Problem to solve
Take the lines below from the first through the one that contains "in the queue." and copy them exactly.

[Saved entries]
----------

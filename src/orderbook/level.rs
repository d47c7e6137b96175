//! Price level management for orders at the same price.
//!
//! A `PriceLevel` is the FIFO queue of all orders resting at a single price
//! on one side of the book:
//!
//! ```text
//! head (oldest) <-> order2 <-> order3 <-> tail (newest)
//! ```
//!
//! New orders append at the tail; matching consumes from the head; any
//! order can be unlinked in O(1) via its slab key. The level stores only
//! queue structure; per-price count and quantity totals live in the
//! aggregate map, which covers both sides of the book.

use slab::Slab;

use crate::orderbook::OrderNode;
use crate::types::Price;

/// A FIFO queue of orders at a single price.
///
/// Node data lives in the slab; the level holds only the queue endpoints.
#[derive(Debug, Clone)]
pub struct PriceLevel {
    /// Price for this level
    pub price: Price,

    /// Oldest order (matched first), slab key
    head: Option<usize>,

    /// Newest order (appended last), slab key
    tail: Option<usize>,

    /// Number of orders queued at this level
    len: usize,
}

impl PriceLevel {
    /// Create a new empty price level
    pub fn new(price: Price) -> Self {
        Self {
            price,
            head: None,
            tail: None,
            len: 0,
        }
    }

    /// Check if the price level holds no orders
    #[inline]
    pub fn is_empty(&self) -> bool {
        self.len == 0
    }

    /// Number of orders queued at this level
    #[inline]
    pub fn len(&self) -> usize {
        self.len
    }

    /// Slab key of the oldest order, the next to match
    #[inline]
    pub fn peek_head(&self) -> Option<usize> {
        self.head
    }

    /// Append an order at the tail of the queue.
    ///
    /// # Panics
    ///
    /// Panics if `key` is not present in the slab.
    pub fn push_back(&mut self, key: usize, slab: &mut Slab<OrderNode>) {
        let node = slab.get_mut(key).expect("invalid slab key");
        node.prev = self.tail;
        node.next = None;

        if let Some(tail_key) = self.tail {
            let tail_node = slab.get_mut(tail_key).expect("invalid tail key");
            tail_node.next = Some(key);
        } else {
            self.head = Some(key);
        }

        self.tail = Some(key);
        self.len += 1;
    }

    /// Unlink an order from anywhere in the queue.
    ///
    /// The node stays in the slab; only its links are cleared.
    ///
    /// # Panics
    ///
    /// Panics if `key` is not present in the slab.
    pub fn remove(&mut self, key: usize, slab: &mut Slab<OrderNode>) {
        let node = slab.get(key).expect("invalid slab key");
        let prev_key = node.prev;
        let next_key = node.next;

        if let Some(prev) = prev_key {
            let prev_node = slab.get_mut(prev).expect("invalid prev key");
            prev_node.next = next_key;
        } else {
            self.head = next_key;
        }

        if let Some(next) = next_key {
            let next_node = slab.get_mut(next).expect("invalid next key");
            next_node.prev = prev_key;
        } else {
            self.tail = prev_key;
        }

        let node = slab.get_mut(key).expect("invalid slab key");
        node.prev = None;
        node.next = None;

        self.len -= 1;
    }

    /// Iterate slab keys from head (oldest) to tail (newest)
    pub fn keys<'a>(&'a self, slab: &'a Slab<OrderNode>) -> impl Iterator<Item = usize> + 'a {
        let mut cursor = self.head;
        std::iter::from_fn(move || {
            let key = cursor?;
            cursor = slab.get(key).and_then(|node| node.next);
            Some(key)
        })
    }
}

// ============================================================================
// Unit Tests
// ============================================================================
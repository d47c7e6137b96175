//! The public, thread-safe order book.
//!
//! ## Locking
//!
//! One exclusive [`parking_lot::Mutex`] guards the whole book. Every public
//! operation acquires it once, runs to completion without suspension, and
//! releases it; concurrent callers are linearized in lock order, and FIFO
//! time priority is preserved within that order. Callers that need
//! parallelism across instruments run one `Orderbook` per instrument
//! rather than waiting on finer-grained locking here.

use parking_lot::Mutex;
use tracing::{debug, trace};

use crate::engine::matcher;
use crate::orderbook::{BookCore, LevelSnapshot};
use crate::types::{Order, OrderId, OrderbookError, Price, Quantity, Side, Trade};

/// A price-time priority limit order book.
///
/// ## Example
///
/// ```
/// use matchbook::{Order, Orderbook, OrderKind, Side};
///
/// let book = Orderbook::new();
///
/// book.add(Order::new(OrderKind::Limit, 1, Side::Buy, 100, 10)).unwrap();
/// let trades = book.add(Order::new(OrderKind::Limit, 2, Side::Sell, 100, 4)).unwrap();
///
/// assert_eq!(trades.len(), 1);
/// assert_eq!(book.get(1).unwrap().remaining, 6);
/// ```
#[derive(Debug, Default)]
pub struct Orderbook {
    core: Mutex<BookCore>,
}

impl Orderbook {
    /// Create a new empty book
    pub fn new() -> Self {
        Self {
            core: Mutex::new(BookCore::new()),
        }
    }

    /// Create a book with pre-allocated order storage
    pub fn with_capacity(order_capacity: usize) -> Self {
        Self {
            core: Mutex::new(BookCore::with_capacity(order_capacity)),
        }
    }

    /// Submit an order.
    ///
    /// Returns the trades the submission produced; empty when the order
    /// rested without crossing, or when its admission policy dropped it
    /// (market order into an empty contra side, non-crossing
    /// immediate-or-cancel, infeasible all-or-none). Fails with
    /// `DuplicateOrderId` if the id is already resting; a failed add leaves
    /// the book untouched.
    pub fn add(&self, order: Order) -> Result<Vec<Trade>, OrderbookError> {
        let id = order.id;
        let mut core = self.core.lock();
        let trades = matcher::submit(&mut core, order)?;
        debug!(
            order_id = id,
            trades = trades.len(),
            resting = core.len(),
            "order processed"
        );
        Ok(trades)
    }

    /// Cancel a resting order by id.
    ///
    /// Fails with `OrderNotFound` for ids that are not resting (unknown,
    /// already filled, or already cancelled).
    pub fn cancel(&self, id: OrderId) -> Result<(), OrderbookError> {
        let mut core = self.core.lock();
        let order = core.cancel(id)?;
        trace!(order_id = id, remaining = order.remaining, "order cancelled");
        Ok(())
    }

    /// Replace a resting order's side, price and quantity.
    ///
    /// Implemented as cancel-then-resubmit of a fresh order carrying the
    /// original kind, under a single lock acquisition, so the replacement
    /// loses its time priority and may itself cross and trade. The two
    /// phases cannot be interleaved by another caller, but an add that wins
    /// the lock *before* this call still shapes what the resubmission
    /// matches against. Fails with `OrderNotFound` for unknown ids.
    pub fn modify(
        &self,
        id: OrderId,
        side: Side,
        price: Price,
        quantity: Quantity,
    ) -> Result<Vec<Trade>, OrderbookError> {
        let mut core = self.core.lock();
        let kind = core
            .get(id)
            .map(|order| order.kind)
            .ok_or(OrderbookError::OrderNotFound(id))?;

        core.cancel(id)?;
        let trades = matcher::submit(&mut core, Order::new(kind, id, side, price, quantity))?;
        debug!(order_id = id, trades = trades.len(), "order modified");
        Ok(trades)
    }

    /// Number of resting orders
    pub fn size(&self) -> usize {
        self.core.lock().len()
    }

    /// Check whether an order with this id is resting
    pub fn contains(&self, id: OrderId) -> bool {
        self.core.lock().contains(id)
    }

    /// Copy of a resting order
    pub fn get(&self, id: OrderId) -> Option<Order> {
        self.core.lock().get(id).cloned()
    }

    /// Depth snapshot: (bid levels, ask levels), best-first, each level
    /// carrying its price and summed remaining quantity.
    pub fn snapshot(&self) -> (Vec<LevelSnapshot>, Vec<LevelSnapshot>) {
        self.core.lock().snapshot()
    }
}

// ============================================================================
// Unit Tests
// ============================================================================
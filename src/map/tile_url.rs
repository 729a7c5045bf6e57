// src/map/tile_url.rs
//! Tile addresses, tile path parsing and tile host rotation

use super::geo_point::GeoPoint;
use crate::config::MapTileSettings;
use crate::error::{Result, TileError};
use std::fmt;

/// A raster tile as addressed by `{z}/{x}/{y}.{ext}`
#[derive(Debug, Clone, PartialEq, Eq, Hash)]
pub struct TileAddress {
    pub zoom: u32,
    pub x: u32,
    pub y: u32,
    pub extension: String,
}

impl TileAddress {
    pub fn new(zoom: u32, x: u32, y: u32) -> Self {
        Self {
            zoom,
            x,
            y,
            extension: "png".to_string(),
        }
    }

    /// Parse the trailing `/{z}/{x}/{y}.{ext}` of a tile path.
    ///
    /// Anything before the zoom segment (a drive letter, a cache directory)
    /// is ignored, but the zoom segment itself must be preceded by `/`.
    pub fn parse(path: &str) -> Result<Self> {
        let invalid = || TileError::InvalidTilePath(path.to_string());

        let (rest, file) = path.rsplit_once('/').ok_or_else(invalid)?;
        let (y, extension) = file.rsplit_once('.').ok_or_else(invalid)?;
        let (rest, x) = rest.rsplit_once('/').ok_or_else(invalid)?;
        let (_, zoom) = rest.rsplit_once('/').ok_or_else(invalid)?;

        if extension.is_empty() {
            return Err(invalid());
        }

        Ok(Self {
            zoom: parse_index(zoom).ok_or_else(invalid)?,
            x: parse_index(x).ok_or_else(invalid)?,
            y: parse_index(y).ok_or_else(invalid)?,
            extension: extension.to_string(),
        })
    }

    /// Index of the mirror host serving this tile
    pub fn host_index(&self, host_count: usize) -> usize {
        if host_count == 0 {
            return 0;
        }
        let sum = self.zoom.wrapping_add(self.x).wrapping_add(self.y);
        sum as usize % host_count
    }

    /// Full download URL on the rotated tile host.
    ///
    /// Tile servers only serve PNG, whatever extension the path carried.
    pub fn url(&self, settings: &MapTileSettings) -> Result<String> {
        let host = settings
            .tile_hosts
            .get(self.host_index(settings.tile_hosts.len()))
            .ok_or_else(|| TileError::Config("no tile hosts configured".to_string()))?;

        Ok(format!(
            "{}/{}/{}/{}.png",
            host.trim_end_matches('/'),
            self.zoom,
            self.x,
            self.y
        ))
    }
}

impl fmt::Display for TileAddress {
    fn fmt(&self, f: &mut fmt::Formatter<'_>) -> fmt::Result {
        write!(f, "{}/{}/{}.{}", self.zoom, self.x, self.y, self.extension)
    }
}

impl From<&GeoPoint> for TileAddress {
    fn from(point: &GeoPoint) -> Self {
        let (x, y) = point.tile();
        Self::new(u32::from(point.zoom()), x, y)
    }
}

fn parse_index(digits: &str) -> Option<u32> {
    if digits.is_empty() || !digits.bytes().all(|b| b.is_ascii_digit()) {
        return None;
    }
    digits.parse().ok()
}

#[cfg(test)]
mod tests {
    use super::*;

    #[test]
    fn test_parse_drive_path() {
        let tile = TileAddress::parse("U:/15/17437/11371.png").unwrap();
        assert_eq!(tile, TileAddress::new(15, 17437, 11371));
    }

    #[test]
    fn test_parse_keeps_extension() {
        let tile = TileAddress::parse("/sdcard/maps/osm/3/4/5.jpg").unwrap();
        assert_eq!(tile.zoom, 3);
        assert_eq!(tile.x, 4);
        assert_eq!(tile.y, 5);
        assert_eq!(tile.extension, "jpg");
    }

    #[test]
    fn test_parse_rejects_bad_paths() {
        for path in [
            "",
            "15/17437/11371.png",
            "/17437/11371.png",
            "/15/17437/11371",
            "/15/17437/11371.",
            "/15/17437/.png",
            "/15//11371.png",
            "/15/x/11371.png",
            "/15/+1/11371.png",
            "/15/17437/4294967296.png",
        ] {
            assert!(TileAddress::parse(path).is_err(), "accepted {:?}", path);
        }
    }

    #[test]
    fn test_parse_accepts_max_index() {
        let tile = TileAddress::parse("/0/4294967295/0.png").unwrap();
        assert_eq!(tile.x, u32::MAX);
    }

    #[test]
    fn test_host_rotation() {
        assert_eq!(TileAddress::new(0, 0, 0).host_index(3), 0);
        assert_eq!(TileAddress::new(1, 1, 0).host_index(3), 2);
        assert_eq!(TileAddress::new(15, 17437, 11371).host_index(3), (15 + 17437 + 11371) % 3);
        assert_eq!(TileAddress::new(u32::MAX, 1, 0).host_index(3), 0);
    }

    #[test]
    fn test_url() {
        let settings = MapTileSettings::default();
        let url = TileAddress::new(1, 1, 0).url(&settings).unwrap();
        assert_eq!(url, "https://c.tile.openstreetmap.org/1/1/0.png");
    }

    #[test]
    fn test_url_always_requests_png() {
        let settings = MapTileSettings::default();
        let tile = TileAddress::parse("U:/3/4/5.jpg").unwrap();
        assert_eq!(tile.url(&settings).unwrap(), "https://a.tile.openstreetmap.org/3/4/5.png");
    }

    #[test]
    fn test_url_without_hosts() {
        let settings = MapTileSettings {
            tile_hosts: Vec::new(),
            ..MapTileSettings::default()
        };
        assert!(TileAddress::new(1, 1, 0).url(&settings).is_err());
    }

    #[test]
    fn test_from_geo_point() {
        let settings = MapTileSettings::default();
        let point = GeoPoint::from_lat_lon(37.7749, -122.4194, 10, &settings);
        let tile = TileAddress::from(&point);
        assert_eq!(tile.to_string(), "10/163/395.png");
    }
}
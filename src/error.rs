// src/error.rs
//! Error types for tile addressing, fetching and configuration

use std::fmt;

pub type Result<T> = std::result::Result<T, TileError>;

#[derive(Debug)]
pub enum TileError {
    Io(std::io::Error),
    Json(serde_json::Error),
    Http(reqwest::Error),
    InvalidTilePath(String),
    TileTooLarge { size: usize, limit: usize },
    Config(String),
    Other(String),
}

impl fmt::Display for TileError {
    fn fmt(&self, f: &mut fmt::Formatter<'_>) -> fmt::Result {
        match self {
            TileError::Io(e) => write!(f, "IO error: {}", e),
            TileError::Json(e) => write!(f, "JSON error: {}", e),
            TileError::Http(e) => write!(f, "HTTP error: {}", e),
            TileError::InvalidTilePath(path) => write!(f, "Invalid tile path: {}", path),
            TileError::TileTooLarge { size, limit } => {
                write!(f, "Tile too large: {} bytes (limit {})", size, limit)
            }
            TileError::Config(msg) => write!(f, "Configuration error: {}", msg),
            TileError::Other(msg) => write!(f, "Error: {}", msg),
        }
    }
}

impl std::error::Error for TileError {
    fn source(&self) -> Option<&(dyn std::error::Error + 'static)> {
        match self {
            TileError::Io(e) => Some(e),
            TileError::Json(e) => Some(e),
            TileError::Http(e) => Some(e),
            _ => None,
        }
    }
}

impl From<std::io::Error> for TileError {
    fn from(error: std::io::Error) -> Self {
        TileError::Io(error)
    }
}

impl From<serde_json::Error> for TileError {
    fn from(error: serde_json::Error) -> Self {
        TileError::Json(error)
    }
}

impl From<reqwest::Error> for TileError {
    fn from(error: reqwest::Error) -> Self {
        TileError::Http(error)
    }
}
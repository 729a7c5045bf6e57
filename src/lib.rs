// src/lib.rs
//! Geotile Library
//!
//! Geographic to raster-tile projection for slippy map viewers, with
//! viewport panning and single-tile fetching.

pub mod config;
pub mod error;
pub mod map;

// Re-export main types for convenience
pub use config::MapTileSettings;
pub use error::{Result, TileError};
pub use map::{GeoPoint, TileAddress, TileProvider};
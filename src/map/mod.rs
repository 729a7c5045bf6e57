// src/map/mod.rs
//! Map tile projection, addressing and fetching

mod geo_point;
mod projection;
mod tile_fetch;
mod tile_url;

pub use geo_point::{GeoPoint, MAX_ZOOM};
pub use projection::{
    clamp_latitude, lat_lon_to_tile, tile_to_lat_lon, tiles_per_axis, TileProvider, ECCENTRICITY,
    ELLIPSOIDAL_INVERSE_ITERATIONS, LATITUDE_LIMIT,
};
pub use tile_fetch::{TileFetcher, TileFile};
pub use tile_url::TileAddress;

----------

Written response
filename src/orderbook/level.rs
repository d47c7e6137b96175
//! Price level management for orders at the same price.
//!
//! A `PriceLevel` is the FIFO queue of all orders resting at a single price
//! on one side of the book:
//!
//! ```text
//! head (oldest) <-> order2 <-> order3 <-> tail (newest)
//! ```
//!
//! New orders append at the tail; matching consumes from the head; any
//! order can be unlinked in O(1) via its slab key. The level stores only
//! queue structure; per-price count and quantity totals live in the
//! aggregate map, which covers both sides of the book.

use slab::Slab;

use crate::orderbook::OrderNode;
use crate::types::Price;

/// A FIFO queue of orders at a single price.
///
/// Node data lives in the slab; the level holds only the queue endpoints.
#[derive(Debug, Clone)]
pub struct PriceLevel {
    /// Price for this level
    pub price: Price,

    /// Oldest order (matched first), slab key
    head: Option<usize>,

    /// Newest order (appended last), slab key
    tail: Option<usize>,

    /// Number of orders queued at this level
    len: usize,
}

impl PriceLevel {
    /// Create a new empty price level
    pub fn new(price: Price) -> Self {
        Self {
            price,
            head: None,
            tail: None,
            len: 0,
        }
    }

    /// Check if the price level holds no orders
    #[inline]
    pub fn is_empty(&self) -> bool {
        self.len == 0
    }

    /// Number of orders queued at this level
    #[inline]
    pub fn len(&self) -> usize {
        self.len
    }

    /// Slab key of the oldest order, the next to match
    #[inline]
    pub fn peek_head(&self) -> Option<usize> {
        self.head
    }

    /// Append an order at the tail of the queue.
    ///
    /// # Panics
    ///
    /// Panics if `key` is not present in the slab.
    pub fn push_back(&mut self, key: usize, slab: &mut Slab<OrderNode>) {
        let node = slab.get_mut(key).expect("invalid slab key");
        node.prev = self.tail;
        node.next = None;

        if let Some(tail_key) = self.tail {
            let tail_node = slab.get_mut(tail_key).expect("invalid tail key");
            tail_node.next = Some(key);
        } else {
            self.head = Some(key);
        }

        self.tail = Some(key);
        self.len += 1;
    }

    /// Unlink an order from anywhere in the queue.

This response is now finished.